To assess the presence of malignant disease, we conducted a search of the Swedish Cancer Registry. Data for all malignant diseases detected in Swedish residents from 1958 to present were available in the registry. In Sweden, reporting to the registry is mandatory for health care providers; therefore, the coverage rate was high, estimated at 96% in 1998 .
Patient characteristics are described as the mean and standard deviation or the number and proportion. The annual incidence of VTE was calculated for each sex and age strata by dividing the number of cases by the total number of inhabitants on the first of November, 2006.
We identified 343 adult residents of the County of Västerbotten with a verified diagnosis of VTE in 2006. The mean age was 67.6 years in men and 72.5 years in women. The overall proportions of women were 54% for those under age 80 years and 70% for those 80 and over. Of the patients with VTE, 281 (81.9%) had a first-time VTE event. Patient characteristics and risk factors at diagnosis for these 281 patients are shown in Table 1. The total incidence of VTE (per 100,000 per year) was 167 overall, 155 in men, and 180 in women. The incidence of VTE increased with age in both men and women (Figure 1). The incidence of pulmonary embolism was 78.6 per 100,000 per year. The incidence of lower extremity DVT without concurrent pulmonary embolism was 76.6 per 100,000 per year. The yearly incidence rates of upper extremity DVT, thrombosis of the veins of the central nervous system, and thrombosis of the veins of the abdomen were 4.9, 3.9, and 3.4 per 100,000, respectively. The incidence of first-time VTE was 137 per 100,000 per year.

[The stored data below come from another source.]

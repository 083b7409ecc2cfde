//! Action log and undo/redo engine.
//!
//! Every mutating handler in the engine appends an immutable [`Action`]
//! row describing how to invert itself. This crate supplies the generic
//! machinery: the [`ActionType`] trait concrete actions implement, the
//! startup-time [`ActionTypeRegistry`], the per-tenant scope strings, and
//! the [`ActionHandler`] that replays inverses (undo) or originals (redo).
//!
//! [`Action`]: coterie_db::models::Action

pub mod handler;
pub mod registry;
pub mod scopes;

pub use handler::ActionHandler;
pub use registry::{ActionType, ActionTypeRegistry};
pub use scopes::group_scope;
//! Payload-to-message formatting.
//!
//! Maps a validated build or submission payload to the title/body pair that
//! gets posted to the chat channel. Formatting is deterministic: the same
//! payload always produces the same message, and the line order matches
//! what the team is used to reading in the channel.
//!
//! Nested sections that EAS omitted render the literal placeholder
//! `unknown` rather than failing the request; the one exception is the
//! artifact line, which renders `No artifact`.

use crate::event::{BuildPayload, SubmissionPayload};
use serde::Serialize;

/// Placeholder rendered for optional fields EAS did not send.
const UNKNOWN: &str = "unknown";

/// Slack attachment color classes.
///
/// Serialized values are the legacy Slack attachment color names, which is
/// what the incoming-webhook API expects.
#[derive(Debug, Clone, Copy, PartialEq, Eq, Serialize)]
#[serde(rename_all = "lowercase")]
pub enum MessageColor {
    Good,
    Warning,
    Danger,
}

impl MessageColor {
    /// Map a lifecycle status to an attachment color.
    ///
    /// Total over arbitrary status strings: `canceled` is a warning,
    /// `errored` is a danger, and everything else — `finished` included —
    /// reads as good. Unrecognized statuses are deliberately not errors.
    pub fn for_status(status: &str) -> Self {
        match status {
            "canceled" => MessageColor::Warning,
            "errored" => MessageColor::Danger,
            _ => MessageColor::Good,
        }
    }
}

/// A formatted chat message, ready for relay.
///
/// Never mutated after creation; discarded after the outbound post.
#[derive(Debug, Clone, PartialEq, Eq)]
pub struct ChatMessage {
    pub title: String,
    pub body: String,
    pub color: MessageColor,
}

/// Format a build lifecycle event.
///
/// Body lines, in order: build ID, app ID, platform, channel, app version,
/// then either the error message (failed builds) or the artifact link and
/// detail page (everything else). A failed build's body ends at the
/// `Error:` line; no artifact line is emitted for it.
pub fn format_build(payload: &BuildPayload) -> ChatMessage {
    let title = format!("Build {} on {}", payload.status, payload.project_name);

    let channel = payload
        .metadata
        .as_ref()
        .and_then(|m| m.channel.as_deref())
        .unwrap_or(UNKNOWN);
    let app_version = payload
        .metadata
        .as_ref()
        .and_then(|m| m.app_version.as_deref())
        .unwrap_or(UNKNOWN);

    let mut lines = vec![
        format!("Build ID: {}", payload.id),
        format!("App ID: {}", payload.app_id),
        format!("Platform: {}", payload.platform),
        format!("Channel: {}", channel),
        format!("App Version: {}", app_version),
    ];

    if let Some(error) = &payload.error {
        lines.push(format!("Error: {}", error.message));
    } else {
        let artifact = payload
            .artifacts
            .as_ref()
            .and_then(|a| a.build_url.as_deref())
            .unwrap_or("No artifact");
        lines.push(format!("Artifact: {}", artifact));
        lines.push(format!(
            "Build Detail Page: {}",
            payload.build_details_page_url.as_deref().unwrap_or(UNKNOWN)
        ));
    }

    ChatMessage {
        title,
        body: lines.join("\n"),
        color: MessageColor::for_status(&payload.status),
    }
}

/// Format a store submission lifecycle event.
///
/// Body lines, in order: submission ID, app ID, platform, archive link,
/// detail page, then the store error message for `errored` submissions or
/// the logs link for everything else.
pub fn format_submission(payload: &SubmissionPayload) -> ChatMessage {
    let title = format!("Submission {} on {}", payload.status, payload.project_name);

    let mut lines = vec![
        format!("Submission ID: {}", payload.id),
        format!("App ID: {}", payload.app_id),
        format!("Platform: {}", payload.platform),
        format!(
            "Archive: {}",
            payload.archive_url.as_deref().unwrap_or(UNKNOWN)
        ),
        format!(
            "Submission Detail Page: {}",
            payload
                .submission_details_page_url
                .as_deref()
                .unwrap_or(UNKNOWN)
        ),
    ];

    if payload.status == "errored" {
        let message = payload
            .submission_info
            .as_ref()
            .and_then(|info| info.error.as_ref())
            .map(|error| error.message.as_str())
            .unwrap_or(UNKNOWN);
        lines.push(format!("Error: {}", message));
    } else {
        let logs = payload
            .submission_info
            .as_ref()
            .and_then(|info| info.logs_url.as_deref())
            .unwrap_or(UNKNOWN);
        lines.push(format!("Logs: {}", logs));
    }

    ChatMessage {
        title,
        body: lines.join("\n"),
        color: MessageColor::for_status(&payload.status),
    }
}

#[cfg(test)]
#[path = "message_tests.rs"]
mod tests;
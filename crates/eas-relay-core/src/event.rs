//! Payload shapes delivered by the EAS webhook service.
//!
//! EAS posts two distinct shapes, one per lifecycle: builds and store
//! submissions. The two are dispatched by route (`/build` vs `/submit`),
//! never by sniffing fields, so each shape gets its own struct.
//!
//! Field policy: the identity fields (`id`, `appId`, `projectName`,
//! `status`, `platform`) are required and a body missing them fails
//! deserialization. Everything nested is optional because EAS omits
//! sections that do not apply to the event (for example `error` on a
//! successful build, or `artifacts` on a failed one).

use serde::Deserialize;

/// Webhook payload for a build lifecycle event.
#[derive(Debug, Clone, Deserialize)]
#[serde(rename_all = "camelCase")]
pub struct BuildPayload {
    /// Build identifier assigned by EAS.
    pub id: String,

    /// Owning application identifier.
    pub app_id: String,

    /// Human-readable project name.
    pub project_name: String,

    /// Lifecycle status. Known values are `finished`, `errored` and
    /// `canceled`, but the set is open; unknown values are not an error.
    pub status: String,

    /// Target platform (`ios` / `android`).
    pub platform: String,

    /// Build outputs; absent when the build produced none.
    #[serde(default)]
    pub artifacts: Option<BuildArtifacts>,

    /// Build metadata; absent for some event kinds.
    #[serde(default)]
    pub metadata: Option<BuildMetadata>,

    /// Present only when the build failed.
    #[serde(default)]
    pub error: Option<EventError>,

    /// Link to the build detail page on expo.dev.
    #[serde(default)]
    pub build_details_page_url: Option<String>,
}

/// Build output artifacts.
#[derive(Debug, Clone, Deserialize)]
#[serde(rename_all = "camelCase")]
pub struct BuildArtifacts {
    #[serde(default)]
    pub build_url: Option<String>,
}

/// Build metadata reported alongside the event.
#[derive(Debug, Clone, Deserialize)]
#[serde(rename_all = "camelCase")]
pub struct BuildMetadata {
    #[serde(default)]
    pub channel: Option<String>,

    #[serde(default)]
    pub app_version: Option<String>,
}

/// Error details carried by failed builds and submissions.
#[derive(Debug, Clone, Deserialize)]
#[serde(rename_all = "camelCase")]
pub struct EventError {
    pub message: String,
}

/// Webhook payload for a store submission lifecycle event.
#[derive(Debug, Clone, Deserialize)]
#[serde(rename_all = "camelCase")]
pub struct SubmissionPayload {
    /// Submission identifier assigned by EAS.
    pub id: String,

    /// Owning application identifier.
    pub app_id: String,

    /// Human-readable project name.
    pub project_name: String,

    /// Lifecycle status; same open set as builds.
    pub status: String,

    /// Target platform (`ios` / `android`).
    pub platform: String,

    /// Archive that was submitted to the store.
    #[serde(default)]
    pub archive_url: Option<String>,

    /// Link to the submission detail page on expo.dev.
    #[serde(default)]
    pub submission_details_page_url: Option<String>,

    /// Store-side details; carries either logs or an error.
    #[serde(default)]
    pub submission_info: Option<SubmissionInfo>,
}

/// Store-side submission details.
#[derive(Debug, Clone, Deserialize)]
#[serde(rename_all = "camelCase")]
pub struct SubmissionInfo {
    #[serde(default)]
    pub logs_url: Option<String>,

    #[serde(default)]
    pub error: Option<EventError>,
}

#[cfg(test)]
#[path = "event_tests.rs"]
mod tests;
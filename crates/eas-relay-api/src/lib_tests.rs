//! Tests for configuration validation and error-to-response mapping.

use super::*;

// ============================================================================
// Helpers
// ============================================================================

fn valid_config() -> ServiceConfig {
    ServiceConfig {
        relay: RelayConfig {
            slack_webhook_url: "https://hooks.slack.com/services/T/B/x".to_string(),
            channel: "#releases".to_string(),
            webhook_secret: "shared-secret".to_string(),
        },
        ..ServiceConfig::default()
    }
}

async fn response_body(response: Response) -> String {
    let bytes = axum::body::to_bytes(response.into_body(), usize::MAX)
        .await
        .unwrap();
    String::from_utf8(bytes.to_vec()).unwrap()
}

// ============================================================================
// ServiceConfig validation tests
// ============================================================================

mod config_validation_tests {
    use super::*;

    /// A fully specified configuration passes validation.
    #[test]
    fn test_valid_config_passes() {
        assert!(valid_config().validate().is_ok());
    }

    /// Server and logging sections carry usable defaults.
    #[test]
    fn test_defaults_for_server_and_logging() {
        let config = ServiceConfig::default();

        assert_eq!(config.server.host, "0.0.0.0");
        assert_eq!(config.server.port, 8080);
        assert_eq!(config.logging.level, "info");
    }

    /// A missing webhook secret is a startup-time failure.
    #[test]
    fn test_missing_secret_rejected() {
        let mut config = valid_config();
        config.relay.webhook_secret = String::new();

        let result = config.validate();
        assert!(matches!(result, Err(ConfigError::Missing { ref key }) if key.contains("SECRET_WEBHOOK_KEY")));
    }

    /// A missing Slack webhook URL is a startup-time failure.
    #[test]
    fn test_missing_slack_url_rejected() {
        let mut config = valid_config();
        config.relay.slack_webhook_url = String::new();

        let result = config.validate();
        assert!(matches!(result, Err(ConfigError::Missing { ref key }) if key.contains("SLACK_WEBHOOK_URL")));
    }

    /// A Slack URL that is not HTTP is rejected as invalid.
    #[test]
    fn test_non_http_slack_url_rejected() {
        let mut config = valid_config();
        config.relay.slack_webhook_url = "ftp://example.com/hook".to_string();

        assert!(matches!(
            config.validate(),
            Err(ConfigError::Invalid { .. })
        ));
    }

    /// An empty YAML/environment configuration deserializes to defaults.
    #[test]
    fn test_partial_config_deserializes_with_defaults() {
        let config: ServiceConfig =
            serde_json::from_value(serde_json::json!({ "server": { "port": 9090 } })).unwrap();

        assert_eq!(config.server.port, 9090);
        assert_eq!(config.server.host, "0.0.0.0");
        assert_eq!(config.relay.channel, "#4-productdev_software");
    }

    /// Debug output of the relay section must not leak the secret or the
    /// token-bearing webhook URL.
    #[test]
    fn test_relay_config_debug_redacts_secrets() {
        let config = valid_config();
        let debug_str = format!("{:?}", config.relay);

        assert!(!debug_str.contains("shared-secret"));
        assert!(!debug_str.contains("hooks.slack.com"));
        assert!(debug_str.contains("#releases"));
    }
}

// ============================================================================
// Error response mapping tests
// ============================================================================

mod error_response_tests {
    use super::*;

    /// Signature rejection maps to 500 with the fixed wire-compatible body.
    #[tokio::test]
    async fn test_signature_rejection_maps_to_fixed_500() {
        let response = WebhookHandlerError::SignatureRejected.into_response();

        assert_eq!(response.status(), StatusCode::INTERNAL_SERVER_ERROR);
        assert_eq!(response_body(response).await, "Signatures didn't match!");
    }

    /// A malformed payload maps to 400 with a plain-text reason.
    #[tokio::test]
    async fn test_malformed_payload_maps_to_400() {
        let error = WebhookHandlerError::MalformedPayload {
            message: "missing field `projectName`".to_string(),
        };
        let response = error.into_response();

        assert_eq!(response.status(), StatusCode::BAD_REQUEST);
        let body = response_body(response).await;
        assert!(body.starts_with("Invalid payload:"));
        assert!(body.contains("projectName"));
    }
}

// ============================================================================
// Version handler tests
// ============================================================================

mod version_tests {
    use super::*;

    /// `GET /version` reports the fixed API version.
    #[tokio::test]
    async fn test_version_is_static() {
        let Json(response) = handle_version().await;
        assert_eq!(response.version, "1.0.0");
    }
}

The prevalence of common risk factors for first-time VTE in different age groups is presented in Table 1. The most common risk factors were recent hospitalization and concurrent malignancy. Surgery, immobilization, and trauma occurred more frequently among those aged 18-64 years compared to the older age groups. Of the patients with first-time VTE, 11 (3.9%) were taking pharmacological VTE prophylaxis at the time of diagnosis. The proportion of first-time VTE cases with none of the registered risk factors increased with age, and it comprised 58% of the oldest age group. The risk factor profile in the 62 patients with recurrent VTE was similar to the risk factor profile in the patients with first-time VTE.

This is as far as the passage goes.